I can't find any reviews - anyway I am having a bad day - I had 2 weeks exhanged to Panoia Greens and lost both weeks now - went to the airport and because of the snow in Bellingham my flight was cancelled - drove in the snow ti Seattle -hoping to get out to Hawaii from my connecting flight and found out they cancelled my flight from there - Now I cant get out until the 30th - I was lucky to get a last call from trading places to Kaui to this Wyndam for 434.00 a 2 bedroom - I was too late to cancel Panoia Greens so I lost that week and the following week I got put back in the bank with rci.  Anyway - hope I get out next week. Thanks for the help.


----------



## jacknsara (Dec 24, 2008)

Aloha,
We stayed at Bali Hai 7 years ago.  It is a fine facility.  The units are very nice. It is not within convenient walking distance of much of anything.  The lanai is a bit small.  You'll be based on the north shore of the most northerly island in winter, so the weather may be very different than what you would have experienced on the big island.  Expect periods of warm rain which, given your (our) home climate, should not stop you from enjoying your stay. Hanalei is a great beach.  Anini is almost always smimmable for kids even when there is giant surf from the north.  
We're due to fly out of Seattle on 12/27. Its a bit nerve wracking watching what is going on at Seatac airport.  
Good luck
Jack
p.s
looks like it has rained recently; winds are calm http://www.seehawaiilive.com/wpv-cam.cfm


----------



## DeniseM (Dec 24, 2008)

ValHam said:


> I can't find any reviews - anyway I am having a bad day -



Here you go, it was listed as Pahio of Bali Hai, but Wyndham bought out Pahio.

Sorry about your canceled plans, I know I would be terribly disappointed!


----------



## Kauai Kid (Dec 24, 2008)

ValHam said:


> I can't find any reviews - anyway I am having a bad day - I had 2 weeks exhanged to Panoia Greens and lost both weeks now - went to the airport and because of the snow in Bellingham my flight was cancelled - drove in the snow ti Seattle -hoping to get out to Hawaii from my connecting flight and found out they cancelled my flight from there - Now I cant get out until the 30th - I was lucky to get a last call from trading places to Kaui to this Wyndam for 434.00 a 2 bedroom - I was too late to cancel Panoia Greens so I lost that week and the following week I got put back in the bank with rci.  Anyway - hope I get out next week.
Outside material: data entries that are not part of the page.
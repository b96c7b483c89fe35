//! # nsbrand Filesystem I/O Operations
//!
//! File: cli/src/common/fs/io.rs
//!
//! ## Overview
//!
//! Thin wrappers around `std::fs` that attach the offending path to every
//! error, so a failure deep in a tree walk still tells the user which file it
//! was working on.
//!
//! ## Architecture
//!
//! - **`ensure_dir_exists`**: `mkdir -p`, rejecting a path that exists as a file.
//! - **`read_file_to_string`**: reads a whole file as UTF-8.
//! - **`read_text_file`**: like `read_file_to_string`, but a file that is not
//!   valid UTF-8 yields `Ok(None)` instead of an error. The rewrite engine uses
//!   it to skip files it cannot treat as text.
//! - **`write_string_to_file`**: creates the parent directory, then overwrites.
//! - **`remove_file_if_exists`**: deletes a file, reporting whether it was there.
//!
use crate::core::error::{BrandError, Result};
use anyhow::Context;
use std::fs;
use std::path::Path;
use tracing::{debug, info};

/// Ensures that a directory exists at the specified path.
///
/// # Errors
///
/// Returns an `Err` if the path exists but is not a directory, or if creating
/// it fails.
pub fn ensure_dir_exists(path: &Path) -> Result<()> {
    if !path.exists() {
        fs::create_dir_all(path)
            .with_context(|| format!("Failed to create directory {:?}", path))?;
        info!("Created directory: {:?}", path);
    } else if !path.is_dir() {
        anyhow::bail!(BrandError::FileSystem(format!(
            "Path exists but is not a directory: {:?}",
            path
        )));
    } else {
        debug!("Directory already exists: {:?}", path);
    }
    Ok(())
}

/// Reads the entire content of a file into a string.
pub fn read_file_to_string(path: &Path) -> Result<String> {
    fs::read_to_string(path).with_context(|| format!("Failed to read file {:?}", path))
}

/// Reads a file as text, returning `None` when it is not valid UTF-8.
///
/// # Errors
///
/// Returns an `Err` only when the file cannot be read at all.
pub fn read_text_file(path: &Path) -> Result<Option<String>> {
    let bytes = fs::read(path).with_context(|| format!("Failed to read file {:?}", path))?;
    match String::from_utf8(bytes) {
        Ok(text) => Ok(Some(text)),
        Err(_) => Ok(None),
    }
}

/// Writes string content to a file, creating its parent directory first.
pub fn write_string_to_file(path: &Path, content: &str) -> Result<()> {
    if let Some(parent) = path.parent() {
        if !parent.as_os_str().is_empty() {
            ensure_dir_exists(parent)?;
        }
    }
    fs::write(path, content).with_context(|| format!("Failed to write to file {:?}", path))?;
    debug!("Wrote content to file: {:?}", path);
    Ok(())
}

/// Removes a file if it exists. Returns whether anything was removed.
pub fn remove_file_if_exists(path: &Path) -> Result<bool> {
    if !path.exists() {
        return Ok(false);
    }
    fs::remove_file(path).with_context(|| format!("Failed to remove file {:?}", path))?;
    info!("Removed file: {:?}", path);
    Ok(true)
}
Thanks for the help.



On the first page that comes up you will see a TUG FEATURE LINK and under that TIME SHARE REVIEWS.  Press TIME SHARE REVIEWS, sign in and check it out.  Easy after you've done it once.

Guaranteed your days will be better in Hawaii.


Sterling


----------



## Tedman (Dec 25, 2008)

When I stay in Princeville I enjoy walking to the beaches. Sea Lodge and Hideaways are great small beaches with a short hike. Queens Bath is also a fun stop. Just grab a day pack with food and drink and you're set. No need to find parking.


----------



## Kauai Kid (Dec 25, 2008)

Beware of Queens' Bath.  Two people lost their lives their in Oct.  Some fun!

Sterling


----------



## san415 (Dec 25, 2008)

When you hike down to queens bath there is a section of shore front that people often think is the queens bath. That's a very dangerous area. We were there in Oct. There wasn't large waves over the edge of queens bath, but the Garden isle news said the people were in the section prior to the queens bath and that people often mistake that for the queens bath. We have found that to be the case several times when we've been to that area. People trying to figure out how to get into the indentation that is maybe 60 yards away from the queens bath. Sad situation.


----------



## rifleman69 (Dec 26, 2008)

I've swam in that area before Queen's Bath with a few sea turtles.   Not the easiest place to get out of but it wasn't that bad in late April/early May.


----------



## ValHam (Dec 26, 2008)

Can you walk to Queens Bath from the resort?


----------



## san415 (Dec 26, 2008)

yes you can walk, but after you walk there you will have to hike a sometimes muddy hikedown and over to the Queens bath. The trail is off Kapiolani road. And you will need to be certain the surf isn't to high, winter surf often makes it unusable.


----------



## slabeaume (Dec 27, 2008)

The Bali Hai resort is a rather large one.  If you get one of the newer units, you should be very happy---top of the line everything.  If you get an older unit, hopefully it'll at least be renovated.  Pahio was slowly renovating all their units, then they sold out to Wyndham.  Seems like Wyndham is only interested in the new construction they have going on there at BAli Hai and letting the other pahio properties age.  At any rate, I'm sure you'll find whatever unit they put you in better then where you just came from!

Princeville, where the BAli Hai is located, is on a cliff, so there is no beach access without driving to it.  But it's not a far drive.  Queen's Bath is a rocky ledge and the hike down to it can be very hazardous if it has rained recently.  I doubt you'll be able to swim there this time of year.


----------



## Idaho (Jul 22, 2009)

[Spam deleted and spammer banned. - DeniseM Moderator]


----------



## aliikai2 (Jul 22, 2009)

*You must have missed it*

The former Pahio Bali Hai now the Wyndham Bali Hai resort
RCI  (3031) 
PAHIO at Bali Hai Villas
4970 Pepelani Loop
Princeville, HI 96722
North America USA

808/826-6549



Idaho said:


> I've been going to Princeville for 25 years and I'm not sure what the Bali Hai Resort is??? [spam deleted]


----------



## DeniseM (Jul 22, 2009)

Please note that this is a thread from Dec. 2008 that was brought out of mothballs by a spammer, today.


----------